La mia non è una Neurologa. È una NaziNeuro.
“Vieni in ospedale martedì”
“Ma veramente io devo fare un intervento in un seminario… possiamo fare mercoledì?”
“Tu vieni in ospedale quando te lo dico io”.
In ospedale: “facciamo il farmaco”
“Ma veramente io pensavo di farmi il farmaco venerdì così non ho ripercussioni sul lavoro che col weekend poi…”.

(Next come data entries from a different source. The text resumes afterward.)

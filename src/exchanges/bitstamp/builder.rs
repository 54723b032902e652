use crate::core::config::ExchangeConfig;
use crate::core::errors::ExchangeError;
use crate::core::kernel::{
    ExchangeRest, NonceSource, ReqwestTransport, RestClientBuilder, RestClientConfig, Transport,
};
use crate::exchanges::bitstamp::{connector::BitstampConnector, signer::BitstampSigner};
use std::sync::Arc;

pub const DEFAULT_BASE_URL: &str = "https://www.bitstamp.net";

/// Builder for creating Bitstamp connectors
///
/// Credentials are optional: without them public market data still works and
/// every private call fails with a credential error before any I/O.
pub struct BitstampBuilder {
    config: ExchangeConfig,
    rest_timeout: u64,
    nonce_source: Option<Arc<dyn NonceSource>>,
}

impl Default for BitstampBuilder {
    fn default() -> Self {
        Self::new()
    }
}

impl BitstampBuilder {
    pub fn new() -> Self {
        Self {
            config: ExchangeConfig::read_only(),
            rest_timeout: 30,
            nonce_source: None,
        }
    }

    /// Set the exchange configuration
    pub fn with_config(mut self, config: ExchangeConfig) -> Self {
        self.config = config;
        self
    }

    /// Set API credentials
    pub fn with_credentials(
        mut self,
        api_key: String,
        secret_key: String,
        customer_id: String,
    ) -> Self {
        let base_url = self.config.base_url.take();
        self.config = ExchangeConfig::new(api_key, secret_key, customer_id);
        self.config.base_url = base_url;
        self
    }

    /// Set base URL for REST API
    pub fn with_base_url(mut self, base_url: String) -> Self {
        self.config.base_url = Some(base_url);
        self
    }

    /// Set REST client timeout in seconds
    pub fn with_rest_timeout(mut self, timeout: u64) -> Self {
        self.rest_timeout = timeout;
        self
    }

    /// Replace the wall-clock nonce source
    pub fn with_nonce_source(mut self, nonce_source: Arc<dyn NonceSource>) -> Self {
        self.nonce_source = Some(nonce_source);
        self
    }

    fn rest_builder(self) -> RestClientBuilder {
        let base_url = self
            .config
            .base_url
            .clone()
            .unwrap_or_else(|| DEFAULT_BASE_URL.to_string());

        let rest_config =
            RestClientConfig::new(base_url, "bitstamp".to_string()).with_timeout(self.rest_timeout);

        let mut rest_builder = RestClientBuilder::new(rest_config);

        if self.config.has_credentials() {
            let signer = Arc::new(BitstampSigner::new(self.config.credentials.clone()));
            rest_builder = rest_builder.with_signer(signer);
        }

        if let Some(nonce_source) = self.nonce_source {
            rest_builder = rest_builder.with_nonce_source(nonce_source);
        }

        rest_builder
    }

    /// Build a connector on top of reqwest
    pub fn build(self) -> Result<BitstampConnector<ExchangeRest<ReqwestTransport>>, ExchangeError> {
        let rest = self.rest_builder().build()?;
        Ok(BitstampConnector::new(rest))
    }

    /// Build a connector on top of a caller-supplied transport
    pub fn build_with_transport<T: Transport + Clone>(
        self,
        transport: T,
    ) -> BitstampConnector<ExchangeRest<T>> {
        let rest = self.rest_builder().build_with_transport(transport);
        BitstampConnector::new(rest)
    }
}

/// Build a Bitstamp connector from a configuration
pub fn build_connector(
    config: ExchangeConfig,
) -> Result<BitstampConnector<ExchangeRest<ReqwestTransport>>, ExchangeError> {
    BitstampBuilder::new().with_config(config).build()
}

#[cfg(test)]
mod tests {
    use super::*;

    #[test]
    fn test_build_without_credentials() {
        let result = build_connector(ExchangeConfig::read_only());
        assert!(result.is_ok());
    }

    #[test]
    fn test_builder_with_credentials() {
        let builder = BitstampBuilder::new()
            .with_base_url("http://localhost:8080".to_string())
            .with_credentials(
                "test_key".to_string(),
                "test_secret".to_string(),
                "987654".to_string(),
            )
            .with_rest_timeout(10);

        assert_eq!(
            builder.config.base_url.as_deref(),
            Some("http://localhost:8080")
        );
        assert!(builder.config.has_credentials());
        assert!(builder.build().is_ok());
    }
}
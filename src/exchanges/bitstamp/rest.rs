use crate::core::errors::ExchangeError;
use crate::core::kernel::RestClient;
use crate::core::precision::{clamp, Precision};
use crate::core::types::{CurrencyPair, OrderSide, TransactionWindow, UserTransactionsQuery};
use serde_json::Value;
use tracing::instrument;

/// Wire precision of each order field for one endpoint
#[derive(Debug, Clone, Copy, PartialEq, Eq)]
pub struct OrderPrecision {
    pub amount: Precision,
    pub price: Precision,
    pub limit_price: Precision,
}

// The sell path takes its limit price at five decimals, unlike the buy path.
pub const BUY_LIMIT_PRECISION: OrderPrecision = OrderPrecision {
    amount: Precision::Eight,
    price: Precision::Eight,
    limit_price: Precision::Eight,
};

pub const SELL_LIMIT_PRECISION: OrderPrecision = OrderPrecision {
    amount: Precision::Eight,
    price: Precision::Eight,
    limit_price: Precision::Five,
};

pub const MARKET_AMOUNT_PRECISION: Precision = Precision::Eight;

impl OrderSide {
    pub const fn limit_precision(self) -> OrderPrecision {
        match self {
            Self::Buy => BUY_LIMIT_PRECISION,
            Self::Sell => SELL_LIMIT_PRECISION,
        }
    }
}

/// Reject non-positive or non-finite order quantities
fn ensure_positive(name: &str, value: f64) -> Result<(), ExchangeError> {
    if !value.is_finite() || value <= 0.0 {
        return Err(ExchangeError::InvalidParameters(format!(
            "{} must be a positive number, got {}",
            name, value
        )));
    }
    Ok(())
}

/// Local sanity check of a limit order before anything is signed
///
/// A buy needs `limit_price > price`, a sell needs `limit_price < price`.
/// Both rules hold for the raw inputs and for the clamped values that go
/// on the wire.
pub fn validate_limit_order(
    side: OrderSide,
    amount: f64,
    price: f64,
    limit_price: f64,
) -> Result<(), ExchangeError> {
    check_limit_order(side, amount, price, limit_price)?;

    let precision = side.limit_precision();
    check_limit_order(
        side,
        clamp(amount, precision.amount).as_f64(),
        clamp(price, precision.price).as_f64(),
        clamp(limit_price, precision.limit_price).as_f64(),
    )
}

fn check_limit_order(
    side: OrderSide,
    amount: f64,
    price: f64,
    limit_price: f64,
) -> Result<(), ExchangeError> {
    ensure_positive("amount", amount)?;
    ensure_positive("price", price)?;
    ensure_positive("limit_price", limit_price)?;

    match side {
        OrderSide::Buy if limit_price <= price => Err(ExchangeError::InvalidParameters(format!(
            "buy limit_price {} must be greater than price {}",
            limit_price, price
        ))),
        OrderSide::Sell if limit_price >= price => {
            Err(ExchangeError::InvalidParameters(format!(
                "sell limit_price {} must be less than price {}",
                limit_price, price
            )))
        }
        _ => Ok(()),
    }
}

/// Form parameters for a limit order, clamped to the side's precision
pub fn limit_order_params(
    side: OrderSide,
    amount: f64,
    price: f64,
    limit_price: f64,
) -> Vec<(&'static str, String)> {
    let precision = side.limit_precision();
    vec![
        ("amount", clamp(amount, precision.amount).to_string()),
        ("price", clamp(price, precision.price).to_string()),
        (
            "limit_price",
            clamp(limit_price, precision.limit_price).to_string(),
        ),
    ]
}

/// Thin endpoint wrapper around `RestClient` for the Bitstamp v2 API
///
/// Returns the success payload untouched; coercion happens in the connector.
#[derive(Debug, Clone)]
pub struct BitstampRest<R: RestClient> {
    client: R,
}

impl<R: RestClient> BitstampRest<R> {
    pub fn new(client: R) -> Self {
        Self { client }
    }

    pub async fn get_ticker(&self, pair: &CurrencyPair) -> Result<Value, ExchangeError> {
        self.client
            .call_public(&format!("ticker/{}/", pair))
            .await
    }

    pub async fn get_hourly_ticker(&self, pair: &CurrencyPair) -> Result<Value, ExchangeError> {
        self.client
            .call_public(&format!("ticker_hour/{}/", pair))
            .await
    }

    pub async fn get_order_book(&self, pair: &CurrencyPair) -> Result<Value, ExchangeError> {
        self.client
            .call_public(&format!("order_book/{}/", pair))
            .await
    }

    pub async fn get_transactions(
        &self,
        pair: &CurrencyPair,
        window: TransactionWindow,
    ) -> Result<Value, ExchangeError> {
        self.client
            .call_public(&format!("transactions/{}/?time={}", pair, window.as_str()))
            .await
    }

    pub async fn get_balance(&self) -> Result<Value, ExchangeError> {
        self.client.call_private("balance/", &[]).await
    }

    pub async fn get_open_orders_all(&self) -> Result<Value, ExchangeError> {
        self.client.call_private("open_orders/all/", &[]).await
    }

    pub async fn get_open_orders(&self, pair: &CurrencyPair) -> Result<Value, ExchangeError> {
        self.client
            .call_private(&format!("open_orders/{}/", pair), &[])
            .await
    }

    /// Place a limit order with its mandatory limit price
    #[instrument(skip(self, pair), fields(pair = %pair))]
    pub async fn place_limit_order(
        &self,
        side: OrderSide,
        pair: &CurrencyPair,
        amount: f64,
        price: f64,
        limit_price: f64,
    ) -> Result<Value, ExchangeError> {
        validate_limit_order(side, amount, price, limit_price)?;

        let params = limit_order_params(side, amount, price, limit_price);
        self.client
            .call_private(&format!("{}/{}/", side.as_path(), pair), &params)
            .await
    }

    #[instrument(skip(self, pair), fields(pair = %pair))]
    pub async fn place_market_order(
        &self,
        side: OrderSide,
        pair: &CurrencyPair,
        amount: f64,
    ) -> Result<Value, ExchangeError> {
        ensure_positive("amount", amount)?;
        let amount = clamp(amount, MARKET_AMOUNT_PRECISION);
        ensure_positive("amount", amount.as_f64())?;

        let params = [("amount", amount.to_string())];
        self.client
            .call_private(&format!("{}/market/{}/", side.as_path(), pair), &params)
            .await
    }

    pub async fn cancel_order(&self, id: i64) -> Result<Value, ExchangeError> {
        let params = [("id", id.to_string())];
        self.client.call_private("cancel_order/", &params).await
    }

    pub async fn get_user_transactions(
        &self,
        pair: &CurrencyPair,
        query: UserTransactionsQuery,
    ) -> Result<Value, ExchangeError> {
        query.validate()?;

        let params = [
            ("offset", query.offset.to_string()),
            ("limit", query.limit.to_string()),
            ("sort", query.sort.as_str().to_string()),
        ];
        self.client
            .call_private(&format!("user_transactions/{}/", pair), &params)
            .await
    }
}

#[cfg(test)]
mod tests {
    use super::*;
    use crate::core::errors::ErrorKind;

    #[test]
    fn test_buy_limit_validation() {
        let err = validate_limit_order(OrderSide::Buy, 1.0, 100.0, 99.0).unwrap_err();
        assert_eq!(err.kind(), ErrorKind::Validation);
        assert!(validate_limit_order(OrderSide::Buy, 1.0, 100.0, 100.0).is_err());
        assert!(validate_limit_order(OrderSide::Buy, 1.0, 100.0, 101.0).is_ok());
    }

    #[test]
    fn test_sell_limit_validation() {
        assert!(validate_limit_order(OrderSide::Sell, 1.0, 100.0, 101.0).is_err());
        assert!(validate_limit_order(OrderSide::Sell, 1.0, 100.0, 100.0).is_err());
        assert!(validate_limit_order(OrderSide::Sell, 1.0, 100.0, 99.0).is_ok());
    }

    #[test]
    fn test_rejects_non_positive_amount() {
        assert!(validate_limit_order(OrderSide::Buy, 0.0, 100.0, 101.0).is_err());
        assert!(validate_limit_order(OrderSide::Buy, f64::NAN, 100.0, 101.0).is_err());
    }

    #[test]
    fn test_validation_uses_clamped_values() {
        // limit_price rounds up to 100.00001 at five decimals, above the price
        assert!(validate_limit_order(OrderSide::Sell, 1.0, 100.000006, 100.0000055).is_err());
        assert_eq!(
            limit_order_params(OrderSide::Sell, 1.0, 100.000006, 100.0000055)[2],
            ("limit_price", "100.00001".to_string())
        );

        // limit_price rounds down to the price at eight decimals
        assert!(validate_limit_order(OrderSide::Buy, 1.0, 100.0, 100.000000001).is_err());

        let err = validate_limit_order(OrderSide::Sell, 1.0, 100.0, 1e-7).unwrap_err();
        assert_eq!(err.kind(), ErrorKind::Validation);
        assert!(validate_limit_order(OrderSide::Buy, 1e-9, 100.0, 101.0).is_err());
    }

    #[test]
    fn test_limit_price_precision_differs_by_side() {
        let buy = limit_order_params(OrderSide::Buy, 0.123_456_789, 100.0, 101.123_456_789);
        assert_eq!(buy[0], ("amount", "0.12345679".to_string()));
        assert_eq!(buy[1], ("price", "100".to_string()));
        assert_eq!(buy[2], ("limit_price", "101.12345679".to_string()));

        let sell = limit_order_params(OrderSide::Sell, 0.5, 100.0, 99.123_456_789);
        assert_eq!(sell[0], ("amount", "0.5".to_string()));
        assert_eq!(sell[2], ("limit_price", "99.12346".to_string()));
    }
}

Alla fine ho spuntato il pomeriggio, ma sempre martedì (für die Katze, direbbero i tedeschi).
E però il farmaco lo faccio di venerdì.

Tiè.

Anche l’occhio vuole la sua parte

Oggi ho fatto il prelievo. L’ultimo per un bel po’. Credo. Spero.
Comunque al day hospital ci sono stati un sacco di cambiamento. No in realtà ce n’è stato uno solo, ma sostanziale: hanno tolto qualunque cosa che non fosse ospedaliera.
E ora è un posto freddo e squallido.
Sono spariti i libri, sono sparite le bomboniere (c’era pure la mia), sono spariti biscotti e fette biscottate e macchinetta per il caffè, rimane la tv, credo perché disinstallarla sia un casino.
Ora io non voglio essere polemica, ma credo che protesterò formalmente: un ambiente caldo e accogliente aiuta ad affrontare la terapia. Non credo sia un’opinione, credo sia una cosa assodata…
L’ospedale non guarisce, figurati lo squallore.

Passata anche questa

Il decennale della diagnosi è passato “un po’” sotto silenzio.
Ovviamente c’erano cose più importanti: la casa ovviamente. E niente: è passato silenzioso ed ignorato. Pace.
Però venerdì siamo andati a vedere “Più forte del destino. Tra camici e paillette. La mia lotta alla sclerosi multipla”, lo spettacolo di Antonella Ferrari.
Titolo un po’ lungo, meno lo spettacolo, ma bello e toccante, e l’architetto quasi sveniva al racconto della rachicentesi. Lo spettacolo è piaciuto anche a lui: vorrei pensare che qualcosa stia cambiando, ma il buon senso mi dice che no.

Ed ora arriva l’ansia

Un buon compliricovero a me! a me! a me! a me!
Ecco lo scoglio, il giro di boa, le colonne d’ercole, le forche caudine.
Il decimo anno.
E a dieci anni dalla diagnosi succede che […completare con sfighe a piacere…].
E invece no. O meglio: boh.
Nel senso che sono due giorni che ho un fortissimo mal di testa e che mi sento molto stanca; che so che mi aspettano 12 lunghi giorni di tristezza sparsa (grazie AB per l’en).
Ma è l’anniversario, bellezza.
Quest’anno, come ogni anno, ho inzuppato la settimana di cose da fare: magari stavolta funziona. 
Ma soprattutto ho deciso di mandare il mio cv al dirigente che dirige la direzione dove vorrei lavorare: prendiamo il toro per le corna e mal che vada dice no grazie.
E domani se sono tanto triste dopo pranzo vado in casa nuova.

Brindiamo tutti insieme con un altro po’ di tea.